Ahhhh, happy to see a solid release date for this! October is basically March, so it's right around the corner.  There doesn't seem to be much new content in the trailer, though I've spoiled myself by watching a few players play the Japanese version. 

The English voice acting sounds pretty solid!


----------



## Holla (Sep 27, 2021)

Finally a release date and it's only 3 days before my birthday! Really glad to finally have more news on this as I decided to skip over the latest Story of Seasons game.


----------



## Holla (Sep 28, 2021)

@-Lumi- Not sure if you've heard yet, but same sex marriage will be in the English game at launch (and added in a future update for the Japanese version). 

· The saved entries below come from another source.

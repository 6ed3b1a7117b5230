//! Scenario runner. Drives each execution trace row from tokens to a
//! `ScenarioResult`:
//!
//! 1. Check the program is one the runner was told about.
//! 2. Look up the instruction's schema and check the row's token count.
//! 3. Bind accounts, then args, then the signing wallet and submit flag.
//! 4. Build the transaction, measure its size and ask the cluster for its
//!    fee.
//! 5. Submit it if the row asks to.
//!
//! Any failure in steps 2-4 skips the row; the batch carries on. A row
//! naming an unknown program fails the whole batch before anything runs.

use {
    crate::{
        accounts::{bind_accounts, SignerPolicy, WALLET_PREFIX},
        args::bind_args,
        client::{ClusterConnector, NetworkClient},
        error::{BatchError, SchemaError, TraceError},
        keypair::{Keypair, KeypairLoader},
        result::{BatchReport, ScenarioResult, SubmissionStatus},
        schema::SchemaProvider,
        tokens::{ScenarioRow, TraceFile, PREFIX_TOKENS, TRAILING_TOKENS},
        transaction::{build_transaction, wire_size, ResolvedInvocation},
    },
    std::{
        collections::HashSet,
        path::{Path, PathBuf},
    },
};

/// A scenario with every token bound.
#[derive(Debug)]
pub struct ResolvedScenario {
    pub trace_id: String,
    pub invocation: ResolvedInvocation,
    /// The signing wallet, which also pays the fee.
    pub payer: Keypair,
    pub submit: bool,
}

/// A row that was skipped, and why.
#[derive(Debug)]
pub struct ScenarioFailure {
    pub index: usize,
    pub trace_id: String,
    pub error: TraceError,
}

/// Everything a batch run produced.
#[derive(Debug, Default)]
pub struct BatchRun {
    pub report: BatchReport,
    pub failures: Vec<ScenarioFailure>,
}

pub struct TraceRunner<S, K, C> {
    known_programs: HashSet<String>,
    schemas: S,
    wallets: K,
    connector: C,
    signer_policy: SignerPolicy,
}

impl<S, K, C> TraceRunner<S, K, C>
where
    S: SchemaProvider,
    K: KeypairLoader,
    C: ClusterConnector,
{
    pub fn new<I, P>(known_programs: I, schemas: S, wallets: K, connector: C) -> Self
    where
        I: IntoIterator<Item = P>,
        P: Into<String>,
    {
        Self {
            known_programs: known_programs.into_iter().map(Into::into).collect(),
            schemas,
            wallets,
            connector,
            signer_policy: SignerPolicy::default(),
        }
    }

    pub fn with_signer_policy(mut self, signer_policy: SignerPolicy) -> Self {
        self.signer_policy = signer_policy;
        self
    }

    pub fn schemas(&self) -> &S {
        &self.schemas
    }

    pub fn wallets(&self) -> &K {
        &self.wallets
    }

    pub fn connector(&self) -> &C {
        &self.connector
    }

    pub fn is_known_program(&self, program: &str) -> bool {
        self.known_programs.contains(program)
    }

    /// Fail if any row targets a program the runner does not know.
    pub fn check_programs(&self, rows: &[ScenarioRow]) -> Result<(), BatchError> {
        for row in rows {
            if let Some(program) = row.program_name() {
                if !self.is_known_program(program) {
                    log::error!(
                        "Program {} not initialized yet (execution trace {}).",
                        program,
                        row.trace_id()
                    );
                    return Err(BatchError::ProgramNotInitialized {
                        trace_id: row.trace_id().to_string(),
                        program: program.to_string(),
                    });
                }
            }
        }
        Ok(())
    }

    /// Bind every token of the row against the instruction's schema.
    pub fn resolve(&self, row: &ScenarioRow) -> Result<ResolvedScenario, TraceError> {
        let malformed = || TraceError::MalformedRow {
            tokens: row.tokens.len(),
        };
        if row.tokens.len() < PREFIX_TOKENS + TRAILING_TOKENS {
            return Err(malformed());
        }
        let program = row.program_name().ok_or_else(malformed)?;
        let instruction = row.instruction_name().ok_or_else(malformed)?;

        if !self.is_known_program(program) {
            return Err(SchemaError::ProgramNotFound(program.to_string()).into());
        }

        let schema = self.schemas.instruction(program, instruction)?;
        let expected = schema.expected_tokens();
        if row.tokens.len() != expected {
            return Err(TraceError::TokenCount {
                expected,
                actual: row.tokens.len(),
            });
        }
        let program_id = self.schemas.program_id(program)?;

        let mut cursor = row.slots();
        let accounts = bind_accounts(
            &mut cursor,
            &schema.accounts,
            &self.wallets,
            self.signer_policy,
        )?;
        let args = bind_args(&mut cursor, &schema.args)?;

        // The token count check guarantees both trailing tokens are present.
        let wallet_token = cursor.next_token().ok_or_else(malformed)?;
        let submit_token = cursor.next_token().ok_or_else(malformed)?;

        let wallet = wallet_token
            .strip_prefix(WALLET_PREFIX)
            .unwrap_or(wallet_token);
        let payer = self
            .wallets
            .load(wallet)
            .ok_or_else(|| TraceError::PayerWallet {
                path: self.wallets.path(wallet),
            })?;

        Ok(ResolvedScenario {
            trace_id: row.trace_id().to_string(),
            invocation: ResolvedInvocation {
                program_name: program.to_string(),
                program_id,
                schema,
                accounts,
                args,
            },
            payer,
            submit: submit_token.eq_ignore_ascii_case("true"),
        })
    }

    /// Run one scenario end to end.
    pub async fn run_scenario(&self, row: &ScenarioRow) -> Result<ScenarioResult, TraceError> {
        let scenario = self.resolve(row)?;
        let invocation = &scenario.invocation;

        let cluster = self.schemas.cluster(&invocation.program_name)?;
        let client = self.connector.connect(&cluster);

        let blockhash = client
            .latest_blockhash()
            .await
            .map_err(|err| TraceError::Build(err.to_string()))?;
        let transaction = build_transaction(invocation, &scenario.payer, blockhash)?;
        let byte_size = wire_size(&transaction)?;
        let fee_lamports = client
            .fee_for_message(&transaction.message)
            .await
            .map_err(TraceError::FeeEstimate)?;

        let submission = if scenario.submit {
            match client.send_transaction(&transaction).await {
                Ok(signature) => {
                    log::info!(
                        "Execution trace {} submitted: {}",
                        scenario.trace_id,
                        signature
                    );
                    SubmissionStatus::Confirmed(signature)
                }
                Err(err) => {
                    log::warn!(
                        "Execution trace {} failed to submit: {}",
                        scenario.trace_id,
                        err
                    );
                    SubmissionStatus::Failed(err.to_string())
                }
            }
        } else {
            SubmissionStatus::NotRequested
        };

        Ok(ScenarioResult {
            trace_id: scenario.trace_id,
            byte_size,
            fee_lamports,
            submission,
        })
    }

    /// Run every row in order. Failed rows are left out of the report.
    pub async fn run_all(&self, rows: &[ScenarioRow]) -> Result<BatchRun, BatchError> {
        self.check_programs(rows)?;

        let mut run = BatchRun::default();
        for row in rows {
            log::info!("Working on execution trace with ID {}...", row.trace_id());
            match self.run_scenario(row).await {
                Ok(result) => {
                    log::info!("Execution trace {} results computed!", row.index);
                    run.report.push(result);
                }
                Err(error) => {
                    log::warn!("Execution trace {} skipped: {}", row.trace_id(), error);
                    run.failures.push(ScenarioFailure {
                        index: row.index,
                        trace_id: row.trace_id().to_string(),
                        error,
                    });
                }
            }
        }
        Ok(run)
    }

    /// Run a trace file and write its report into `results_dir`.
    pub async fn run_trace_file(
        &self,
        trace_file: &Path,
        results_dir: &Path,
    ) -> Result<(BatchRun, PathBuf), BatchError> {
        let trace = TraceFile::load(trace_file).map_err(|source| BatchError::Io {
            path: trace_file.to_path_buf(),
            source,
        })?;

        let run = self.run_all(&trace.rows).await?;

        let report_path = run
            .report
            .write(results_dir, trace_file)
            .map_err(|source| BatchError::Io {
                path: results_dir.to_path_buf(),
                source,
            })?;
        log::info!("Results written successfully to {}", report_path.display());

        Ok((run, report_path))
    }
}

You can read more about it on the latest localization blog here!


----------



## moonshi (Oct 10, 2021)

Looks interesting! This got me interested in checking it out when it comes out. Was looking at this and harvest moon and I think i like this more. I bought a previous one for the 3ds but never got around to playing it.


----------



## BlueOceana (Oct 21, 2021)

Pre orders are available at Best buy and the XSeed store. The Xseed store has the wooly keychain too for an extra 5 dollars,


----------



## Regalli (Oct 23, 2021)

I was so excited seeing the same-sex marriage announcement that significant parts of the Direct didn’t fully process for me. It’s SO great! I’ve been playing RF4S lately and I love all the characters, but I’ve never been able to manage a Lest playthrough even with the avatar change because the game would keep reminding me it treats me as ‘male’ mechanically. Feels weird. Which is a shame, because I’d like to be able to marry Forte or Dolce or Clorica. I can ignore the misgendering and customize differently in SoS, but taking baths to restore stamina is a way bigger thing in Rune Factory and Lest and Frey are just enough more of characters to make it awkward.


----------



## dragonair (Oct 23, 2021)

aaaa, I'm so excited for this, I pre-ordered the Earthmate Edition!! I'm still really debating on who I want to marry but I'm so glad that I don't have to use more roundabout methods to marry a girl again.


----------



## Calysis (Oct 29, 2021)

I'm sooo heckin' ready for this. I absolutely loved RF4 & RF4S. I'm still in the process of trying to marry every bachelor in RF4S, but I've completed the game multiple times already. Still haven't played as Lest, but my next playthrough I definitely will!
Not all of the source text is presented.